О личности самозванца спор идёт уже 400 лет. Но факт остаётся фактом: появление первых слухов о живом царевиче по времени совпадает с опалой Романовых. И главное, пушкинская сцена «Ограда монастырская», прямо обвиняя духовенство в организации Смуты, поднимала крайне неудобный и неприятный вопрос — кто стоял за спиной самозванца. Поэтому Жуковский, готовивший к печати первые сцены «Бориса Годунова», не дожидаясь запрета цензуры, счёл нужным выкинуть сцену «Ограда монастырская». (Опубликована она была лишь в 1833 году в немецком журнале, издававшемся в Дерпте.)
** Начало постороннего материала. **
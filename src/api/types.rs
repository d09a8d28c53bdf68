//! Data exchanged with the streaming backend

use crate::player::Quality;
use serde::{Deserialize, Serialize};

/// Which piece of content a playback session is about
#[derive(Debug, Clone, PartialEq, Eq, Hash, Serialize, Deserialize)]
pub struct ContentIdentity {
    pub content_id: String,
    pub episode_id: Option<String>,
}

impl ContentIdentity {
    pub fn new(content_id: impl Into<String>) -> Self {
        Self {
            content_id: content_id.into(),
            episode_id: None,
        }
    }

    pub fn episode(content_id: impl Into<String>, episode_id: impl Into<String>) -> Self {
        Self {
            content_id: content_id.into(),
            episode_id: Some(episode_id.into()),
        }
    }
}

impl std::fmt::Display for ContentIdentity {
    fn fmt(&self, f: &mut std::fmt::Formatter<'_>) -> std::fmt::Result {
        match &self.episode_id {
            Some(episode) => write!(f, "{}/{}", self.content_id, episode),
            None => f.write_str(&self.content_id),
        }
    }
}

/// Input to a stream descriptor fetch
#[derive(Debug, Clone, PartialEq, Eq)]
pub struct StreamRequest {
    pub identity: ContentIdentity,
    pub quality: Quality,
}

/// One subtitle track offered for a stream
#[derive(Debug, Clone, PartialEq, Eq, Serialize, Deserialize)]
pub struct SubtitleTrack {
    /// Language code, e.g. "en"
    pub language: String,
    pub url: String,
}

/// Playable URL plus the variants and subtitles available for it
#[derive(Debug, Clone, PartialEq, Eq, Serialize, Deserialize)]
#[serde(rename_all = "camelCase")]
pub struct StreamDescriptor {
    #[serde(alias = "streaming_url")]
    pub stream_url: String,

    /// Ordered as the backend lists them
    #[serde(default)]
    pub qualities: Vec<Quality>,

    #[serde(default)]
    pub subtitles: Vec<SubtitleTrack>,
}

impl StreamDescriptor {
    pub fn subtitle(&self, language: &str) -> Option<&SubtitleTrack> {
        self.subtitles.iter().find(|t| t.language == language)
    }
}

/// Snapshot of playback position sent to the watch-progress endpoint
#[derive(Debug, Clone, PartialEq, Serialize, Deserialize)]
#[serde(rename_all = "camelCase")]
pub struct ProgressReport {
    pub content_id: String,
    #[serde(skip_serializing_if = "Option::is_none")]
    pub episode_id: Option<String>,
    #[serde(rename = "progress")]
    pub position_seconds: f64,
    #[serde(rename = "duration")]
    pub duration_seconds: f64,
}

impl ProgressReport {
    pub fn new(identity: &ContentIdentity, position_seconds: f64, duration_seconds: f64) -> Self {
        Self {
            content_id: identity.content_id.clone(),
            episode_id: identity.episode_id.clone(),
            position_seconds,
            duration_seconds,
        }
    }
}

/// Body of the "mark watched" call
#[derive(Debug, Clone, Serialize)]
#[serde(rename_all = "camelCase")]
pub(crate) struct WatchedRequest<'a> {
    pub content_id: &'a str,
    #[serde(skip_serializing_if = "Option::is_none")]
    pub episode_id: Option<&'a str>,
}

/// Standard response envelope used by the backend
#[derive(Debug, Clone, Deserialize)]
pub struct ApiResponse<T> {
    pub success: bool,
    #[serde(default)]
    pub message: Option<String>,
    #[serde(default)]
    pub error: Option<String>,
    pub data: Option<T>,
}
А церковные власти, следуя поговорке «знает кошка, чьё мясо съела», постарались вычеркнуть имя «злого инока» из церковной и светской истории. В большом труде «История русской церкви», написанном митрополитом Макарием, имя Пафнутия упоминается вскользь всего дважды. Причём второй раз — с явной антипатией: «…как и когда он умер и где погребён неизвестно».
Но ключевой темой для Пушкина в «Борисе Годунове», смею заметить, были не Отрепьев и даже не царь и не народ. Вернее, не они по отдельности. Если глядеть на них «дробно», не увидишь общей картины. И тогда получается, что всяк вместо панорамы видит своё и не видит целого. Пушкинское произведение, которому на роду было написано стать важнейшим литературным манифестом, оказалось в определённых исторических обстоятельствах частью большого философского спора, развернувшегося между Карамзиным, декабристами (Никита Муравьёв и Николай Тургенев) и Пушкиным.
Затеял его, не предполагая, что станет зачинщиком принципиальной дискуссии, Карамзин, во введении к своему труду написавший: «История народа принадлежит царю».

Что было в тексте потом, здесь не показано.